* _DATASET EXCERPTS_:
============================================================

use ambient_field::config::MotionConfig;
use ambient_field::driver::{AnimationDriver, CountingScheduler, ManualClock};
use ambient_field::input::InputState;
use ambient_field::particles::{ParticleField, PointStyle};
use ambient_field::sprite;
use ambient_field::surface::OffscreenRenderer;
use ambient_field::viewport::Viewport;

fn main() {
    env_logger::Builder::from_env(env_logger::Env::default().default_filter_or("info")).init();
    if let Err(err) = run() {
        log::error!("gpu_smoke failed: {err}");
        std::process::exit(1);
    }
}

fn run() -> Result<(), Box<dyn std::error::Error>> {
    let field = ParticleField::create(8_000, 12.5)?;
    let style = PointStyle {
        // Larger sprites so a small target still shows coverage.
        size: 0.4,
        ..PointStyle::default()
    };
    let renderer = OffscreenRenderer::new(&field, &sprite::generate(), style)?;
    let mut driver = AnimationDriver::new(
        field,
        renderer,
        ManualClock::default(),
        CountingScheduler::default(),
        MotionConfig::default(),
    );

    let viewport = Viewport::new(320, 180, 1.0);
    let mut input = InputState::new();
    input.on_pointer_move(240.0, 45.0, 320.0, 180.0);

    driver.start();
    for _ in 0..120 {
        driver.clock_mut().advance(1.0 / 60.0);
        driver.tick(&input, &viewport)?;
    }

    let (width, height, pixels) = driver.renderer().read_pixels()?;
    let lit = pixels.chunks_exact(4).filter(|px| px[3] > 0).count();
    log::info!(
        "gpu_smoke ok: frames={} target={}x{} lit_pixels={} orientation={:?}",
        driver.frames_rendered(),
        width,
        height,
        lit,
        driver.field().orientation()
    );

    driver.stop();
    Ok(())
}
use serde::{Deserialize, Serialize};

#[derive(Debug, Clone, Copy, PartialEq, Eq, Serialize, Deserialize, clap::ValueEnum)]
#[serde(rename_all = "lowercase")]
pub enum QualityTier {
    Low,
    Standard,
    High,
}

#[derive(Debug, Clone, Copy, PartialEq)]
pub struct BudgetProfile {
    pub particle_count: usize,
    pub max_pixel_density: f32,
}

impl QualityTier {
    pub fn budget(self) -> BudgetProfile {
        match self {
            Self::Low => BudgetProfile {
                particle_count: 4_000,
                max_pixel_density: 1.0,
            },
            Self::Standard => BudgetProfile {
                particle_count: 8_000,
                max_pixel_density: 2.0,
            },
            Self::High => BudgetProfile {
                particle_count: 16_000,
                max_pixel_density: 2.0,
            },
        }
    }
}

============================================================

* _EXERCISE BRIEF_: Please copy the line that holds "Self::High => BudgetProfile" and each line under it through the last line above, exactly as they stand, adding nothing.

* _WRITTEN REPLY_:
            Self::High => BudgetProfile {
                particle_count: 16_000,
                max_pixel_density: 2.0,
            },
        }
    }
}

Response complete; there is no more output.